** Supplied entries follows **
//! Sequential batch processing.
//!
//! Queries are processed strictly one at a time, in input order, with the
//! site's polite delay between consecutive fetches. Outcomes come back in
//! the same order as the queries.
//!
//! With [`FailurePolicy::FailFast`] the batch stops at the first fetch
//! failure or page without usable data. With [`FailurePolicy::CollectAll`]
//! it keeps going and reports every outcome. URLs of unsupported sites are
//! recorded and skipped under both policies.
//!
//! # Example
//!
//! ```rust,no_run
//! use chumon_core::batch::{BatchConfig, BatchRunner, FailurePolicy};
//! use chumon_core::fetch::SavedPage;
//! use chumon_core::record::ProductQuery;
//!
//! # async fn demo() -> chumon_core::Result<()> {
//! let source = SavedPage::from_file("saved/product.html")?;
//! let config = BatchConfig { policy: FailurePolicy::CollectAll, ..Default::default() };
//! let runner = BatchRunner::new(source, config);
//!
//! let queries = vec![ProductQuery::new("https://www.monotaro.com/p/1234/5678/", 2)?];
//! let report = runner.run(&queries, |event| println!("{}: {}", event.query.url(), event.state)).await;
//! assert_eq!(report.outcomes.len(), 1);
//! # Ok(())
//! # }
//! ```

use std::collections::HashMap;
use std::fmt;
use std::str::FromStr;
use std::sync::Arc;
use std::sync::atomic::{AtomicBool, Ordering};
use std::time::Duration;

use serde::Serialize;
use url::Url;

use crate::extract::Page;
use crate::fetch::PageSource;
use crate::parse::Document;
use crate::reconcile::TaxRate;
use crate::record::{ProductQuery, ProductRecord, QueryState, assemble};
use crate::router::route_url;
use crate::sites::Site;
use crate::{ChumonError, Rejection};

/// What a batch does after a hard per-query failure.
#[derive(Debug, Clone, Copy, Default, PartialEq, Eq, Serialize)]
#[serde(rename_all = "kebab-case")]
pub enum FailurePolicy {
    /// Stop at the first fetch failure or page without usable data.
    #[default]
    FailFast,
    /// Process every query and report all failures at the end.
    CollectAll,
}

impl fmt::Display for FailurePolicy {
    fn fmt(&self, f: &mut fmt::Formatter<'_>) -> fmt::Result {
        match self {
            FailurePolicy::FailFast => f.write_str("fail-fast"),
            FailurePolicy::CollectAll => f.write_str("collect-all"),
        }
    }
}

impl FromStr for FailurePolicy {
    type Err = ChumonError;

    fn from_str(s: &str) -> Result<Self, Self::Err> {
        match s.trim().to_ascii_lowercase().replace('_', "-").as_str() {
            "fail-fast" | "failfast" => Ok(FailurePolicy::FailFast),
            "collect-all" | "collectall" => Ok(FailurePolicy::CollectAll),
            other => Err(ChumonError::ConfigError(format!("Unknown failure policy: {other}"))),
        }
    }
}

/// Per-run settings for a [`BatchRunner`].
#[derive(Debug, Clone, Default)]
pub struct BatchConfig {
    pub policy: FailurePolicy,
    pub tax_rate: TaxRate,
    /// Replaces every site's polite delay. `Some(Duration::ZERO)` disables it.
    pub polite_delay: Option<Duration>,
    /// Per-site replacements, consulted after `polite_delay`.
    pub site_delays: HashMap<Site, Duration>,
    /// Checked between queries. Setting it stops the batch before the next
    /// query starts.
    pub cancel: Option<Arc<AtomicBool>>,
}

impl BatchConfig {
    /// Pause before fetching a page of `site` when another fetch preceded it.
    pub fn delay_for(&self, site: Site) -> Duration {
        self.polite_delay
            .or_else(|| self.site_delays.get(&site).copied())
            .unwrap_or_else(|| site.polite_delay().sample())
    }

    fn is_cancelled(&self) -> bool {
        self.cancel.as_ref().is_some_and(|flag| flag.load(Ordering::Relaxed))
    }
}

/// A state transition of one query, reported while the batch runs.
#[derive(Debug, Clone, Copy)]
pub struct BatchEvent<'a> {
    /// Position of the query in the input.
    pub index: usize,
    pub query: &'a ProductQuery,
    pub state: &'a QueryState,
}

/// Terminal result of one query.
#[derive(Debug, Clone, PartialEq, Eq)]
pub struct QueryOutcome {
    pub query: ProductQuery,
    pub site: Option<Site>,
    pub result: Result<ProductRecord, Rejection>,
}

impl QueryOutcome {
    pub fn state(&self) -> QueryState {
        match &self.result {
            Ok(_) => QueryState::Accepted,
            Err(rejection) => QueryState::Rejected(rejection.clone()),
        }
    }
}

/// Everything a batch produced.
#[derive(Debug, Clone, Default)]
pub struct BatchReport {
    /// One entry per processed query, in input order.
    pub outcomes: Vec<QueryOutcome>,
    /// Queries never started because the batch stopped early.
    pub skipped: usize,
    /// Stopped by a hard failure under [`FailurePolicy::FailFast`].
    pub aborted: bool,
    /// Stopped by the cancellation flag.
    pub cancelled: bool,
}

impl BatchReport {
    pub fn records(&self) -> Vec<&ProductRecord> {
        self.outcomes.iter().filter_map(|o| o.result.as_ref().ok()).collect()
    }

    pub fn into_records(self) -> Vec<ProductRecord> {
        self.outcomes.into_iter().filter_map(|o| o.result.ok()).collect()
    }

    pub fn rejections(&self) -> Vec<(&ProductQuery, &Rejection)> {
        self.outcomes
            .iter()
            .filter_map(|o| o.result.as_ref().err().map(|rejection| (&o.query, rejection)))
            .collect()
    }

    pub fn accepted_count(&self) -> usize {
        self.outcomes.iter().filter(|o| o.result.is_ok()).count()
    }

    pub fn rejected_count(&self) -> usize {
        self.outcomes.len() - self.accepted_count()
    }
}

/// Drives queries through routing, fetching, extraction and assembly.
pub struct BatchRunner<S> {
    source: S,
    config: BatchConfig,
}

impl<S: PageSource> BatchRunner<S> {
    pub fn new(source: S, config: BatchConfig) -> Self {
        Self { source, config }
    }

    /// Processes `queries` in order, calling `on_event` for every state
    /// transition.
    pub async fn run<F>(&self, queries: &[ProductQuery], mut on_event: F) -> BatchReport
    where
        F: FnMut(BatchEvent<'_>),
    {
        let mut report = BatchReport::default();
        let mut fetched_before = false;

        for (index, query) in queries.iter().enumerate() {
            if self.config.is_cancelled() {
                tracing::info!(index, "batch cancelled");
                report.cancelled = true;
                break;
            }

            let outcome = self.run_query(index, query, &mut fetched_before, &mut on_event).await;
            let hard_failure = outcome.result.as_ref().err().is_some_and(Rejection::is_hard);
            report.outcomes.push(outcome);

            if hard_failure && self.config.policy == FailurePolicy::FailFast {
                tracing::info!(index, "stopping batch after failure");
                report.aborted = true;
                break;
            }
        }

        report.skipped = queries.len() - report.outcomes.len();
        report
    }

    async fn run_query<F>(
        &self, index: usize, query: &ProductQuery, fetched_before: &mut bool, on_event: &mut F,
    ) -> QueryOutcome
    where
        F: FnMut(BatchEvent<'_>),
    {
        let mut emit = |state: &QueryState| on_event(BatchEvent { index, query, state });
        emit(&QueryState::Pending);

        let routed = Url::parse(query.url()).ok().and_then(|url| route_url(&url).map(|site| (url, site)));
        let Some((url, site)) = routed else {
            return self.finish(query, None, Err(Rejection::UnknownSite), &mut emit);
        };
        emit(&QueryState::Routed(site));

        if *fetched_before {
            let delay = self.config.delay_for(site);
            if !delay.is_zero() {
                tracing::debug!(site = %site, delay_ms = delay.as_millis() as u64, "polite delay");
                tokio::time::sleep(delay).await;
            }
        }
        *fetched_before = true;

        let markup = match self.source.fetch_page(query.url(), &site.fetch_profile()).await {
            Ok(markup) => markup,
            Err(failure) => return self.finish(query, Some(site), Err(Rejection::FetchFailed(failure)), &mut emit),
        };
        emit(&QueryState::Fetched);

        let result = {
            let doc = Document::parse(&markup);
            let page = Page::new(&doc, &url);
            assemble(site, &page, query, self.config.tax_rate)
        };
        emit(&QueryState::Extracted);

        self.finish(query, Some(site), result, &mut emit)
    }

    fn finish(
        &self, query: &ProductQuery, site: Option<Site>, result: Result<ProductRecord, Rejection>,
        emit: &mut impl FnMut(&QueryState),
    ) -> QueryOutcome {
        let outcome = QueryOutcome { query: query.clone(), site, result };
        match &outcome.result {
            Ok(record) => tracing::info!(url = query.url(), name = %record.name, "accepted"),
            Err(rejection) => tracing::info!(url = query.url(), reason = %rejection, "rejected"),
        }
        emit(&outcome.state());
        outcome
    }
}

#[cfg(test)]
mod tests {
    use super::*;
    use crate::FetchFailure;
    use crate::fetch::FetchProfile;
    use std::collections::HashMap as Map;

    /// Serves canned responses keyed by URL.
    struct CannedPages(Map<&'static str, Result<&'static str, FetchFailure>>);

    impl PageSource for CannedPages {
        async fn fetch_page(&self, url: &str, _profile: &FetchProfile) -> Result<String, FetchFailure> {
            match self.0.get(url) {
                Some(Ok(markup)) => Ok(markup.to_string()),
                Some(Err(failure)) => Err(failure.clone()),
                None => Err(FetchFailure::HttpError(404)),
            }
        }
    }

    const GOOD: &str = "https://www.monotaro.com/p/1111/2222/";
    const EMPTY: &str = "https://www.monotaro.com/p/3333/4444/";
    const BLOCKED: &str = "https://akizukidenshi.com/catalog/g/g100/";
    const UNKNOWN: &str = "https://www.rakuten.co.jp/item/1";

    /// The item code from the URL would make any page viable, so the
    /// "empty" page is served under a URL whose code cannot be read.
    fn runner(policy: FailurePolicy) -> BatchRunner<CannedPages> {
        let pages = Map::from([
            (GOOD, Ok("<h1>Hex bolt</h1><span class=\"price\">￥550</span>")),
            (EMPTY, Ok("<html><body></body></html>")),
            (BLOCKED, Err(FetchFailure::BotBlocked)),
            ("https://akizukidenshi.com/", Ok("<html><body><p>no product</p></body></html>")),
        ]);
        let config = BatchConfig { policy, polite_delay: Some(Duration::ZERO), ..Default::default() };
        BatchRunner::new(CannedPages(pages), config)
    }

    fn queries(urls: &[&str]) -> Vec<ProductQuery> {
        urls.iter().map(|url| ProductQuery::new(*url, 1).unwrap()).collect()
    }

    #[test]
    fn test_failure_policy_parse() {
        assert_eq!("fail-fast".parse::<FailurePolicy>().unwrap(), FailurePolicy::FailFast);
        assert_eq!("COLLECT_ALL".parse::<FailurePolicy>().unwrap(), FailurePolicy::CollectAll);
        assert!("sometimes".parse::<FailurePolicy>().is_err());
        assert_eq!(FailurePolicy::default(), FailurePolicy::FailFast);
    }

    #[test]
    fn test_delay_override_order() {
        let mut config = BatchConfig::default();
        config.site_delays.insert(Site::Amazon, Duration::from_millis(10));
        assert_eq!(config.delay_for(Site::Amazon), Duration::from_millis(10));
        assert_eq!(config.delay_for(Site::Akizuki), Duration::from_millis(700));
        config.polite_delay = Some(Duration::ZERO);
        assert_eq!(config.delay_for(Site::Amazon), Duration::ZERO);
    }

    #[tokio::test]
    async fn test_fail_fast_stops_at_no_usable_data() {
        let runner = runner(FailurePolicy::FailFast);
        let report = runner.run(&queries(&[GOOD, "https://akizukidenshi.com/", GOOD]), |_| {}).await;

        assert!(report.aborted);
        assert_eq!(report.outcomes.len(), 2);
        assert_eq!(report.skipped, 1);
        assert_eq!(report.outcomes[1].result, Err(Rejection::NoUsableData));
        assert_eq!(report.records().len(), 1);
    }

    #[tokio::test]
    async fn test_collect_all_keeps_going() {
        let runner = runner(FailurePolicy::CollectAll);
        let report = runner.run(&queries(&["https://akizukidenshi.com/", GOOD, BLOCKED]), |_| {}).await;

        assert!(!report.aborted);
        assert_eq!(report.outcomes.len(), 3);
        assert_eq!(report.accepted_count(), 1);
        assert_eq!(report.rejected_count(), 2);
        assert_eq!(report.outcomes[2].result, Err(Rejection::FetchFailed(FetchFailure::BotBlocked)));

        let record = report.records()[0];
        assert_eq!(record.name, "Hex bolt");
        assert_eq!(record.price_incl_tax, Some(550));
        assert_eq!(record.price_excl_tax, Some(500));
    }

    #[tokio::test]
    async fn test_unknown_site_does_not_abort_fail_fast() {
        let runner = runner(FailurePolicy::FailFast);
        let report = runner.run(&queries(&[UNKNOWN, GOOD]), |_| {}).await;

        assert!(!report.aborted);
        assert_eq!(report.outcomes[0].result, Err(Rejection::UnknownSite));
        assert_eq!(report.outcomes[0].site, None);
        assert!(report.outcomes[1].result.is_ok());
    }

    #[tokio::test]
    async fn test_item_code_alone_is_viable() {
        let runner = runner(FailurePolicy::FailFast);
        let report = runner.run(&queries(&[EMPTY]), |_| {}).await;
        let record = report.records()[0].clone();
        assert_eq!(record.item_code, "33334444");
        assert_eq!(record.name, "");
    }

    #[tokio::test]
    async fn test_events_follow_state_machine() {
        let runner = runner(FailurePolicy::CollectAll);
        let mut states = Vec::new();
        runner
            .run(&queries(&[GOOD, UNKNOWN]), |event| states.push((event.index, event.state.clone())))
            .await;

        assert_eq!(
            states,
            vec![
                (0, QueryState::Pending),
                (0, QueryState::Routed(Site::Monotaro)),
                (0, QueryState::Fetched),
                (0, QueryState::Extracted),
                (0, QueryState::Accepted),
                (1, QueryState::Pending),
                (1, QueryState::Rejected(Rejection::UnknownSite)),
            ]
        );
    }

    #[tokio::test]
    async fn test_cancel_flag_checked_between_queries() {
        let mut runner = runner(FailurePolicy::CollectAll);
        let flag = Arc::new(AtomicBool::new(false));
        runner.config.cancel = Some(flag.clone());

        let report = runner
            .run(&queries(&[GOOD, GOOD, GOOD]), |event| {
                if event.state.is_terminal() {
                    flag.store(true, Ordering::Relaxed);
                }
            })
            .await;

        assert!(report.cancelled);
        assert_eq!(report.outcomes.len(), 1);
        assert_eq!(report.skipped, 2);
    }
}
** End of Supplied entries **
▸ Assignment: When you answer, output each line of the data exactly as given, from its first line up to and including the one with "pub enum FailurePolicy".

▸ Response:
//! Sequential batch processing.
//!
//! Queries are processed strictly one at a time, in input order, with the
//! site's polite delay between consecutive fetches. Outcomes come back in
//! the same order as the queries.
//!
//! With [`FailurePolicy::FailFast`] the batch stops at the first fetch
//! failure or page without usable data. With [`FailurePolicy::CollectAll`]
//! it keeps going and reports every outcome. URLs of unsupported sites are
//! recorded and skipped under both policies.
//!
//! # Example
//!
//! ```rust,no_run
//! use chumon_core::batch::{BatchConfig, BatchRunner, FailurePolicy};
//! use chumon_core::fetch::SavedPage;
//! use chumon_core::record::ProductQuery;
//!
//! # async fn demo() -> chumon_core::Result<()> {
//! let source = SavedPage::from_file("saved/product.html")?;
//! let config = BatchConfig { policy: FailurePolicy::CollectAll, ..Default::default() };
//! let runner = BatchRunner::new(source, config);
//!
//! let queries = vec![ProductQuery::new("https://www.monotaro.com/p/1234/5678/", 2)?];
//! let report = runner.run(&queries, |event| println!("{}: {}", event.query.url(), event.state)).await;
//! assert_eq!(report.outcomes.len(), 1);
//! # Ok(())
//! # }
//! ```

use std::collections::HashMap;
use std::fmt;
use std::str::FromStr;
use std::sync::Arc;
use std::sync::atomic::{AtomicBool, Ordering};
use std::time::Duration;

use serde::Serialize;
use url::Url;

use crate::extract::Page;
use crate::fetch::PageSource;
use crate::parse::Document;
use crate::reconcile::TaxRate;
use crate::record::{ProductQuery, ProductRecord, QueryState, assemble};
use crate::router::route_url;
use crate::sites::Site;
use crate::{ChumonError, Rejection};

/// What a batch does after a hard per-query failure.
#[derive(Debug, Clone, Copy, Default, PartialEq, Eq, Serialize)]
#[serde(rename_all = "kebab-case")]
pub enum FailurePolicy {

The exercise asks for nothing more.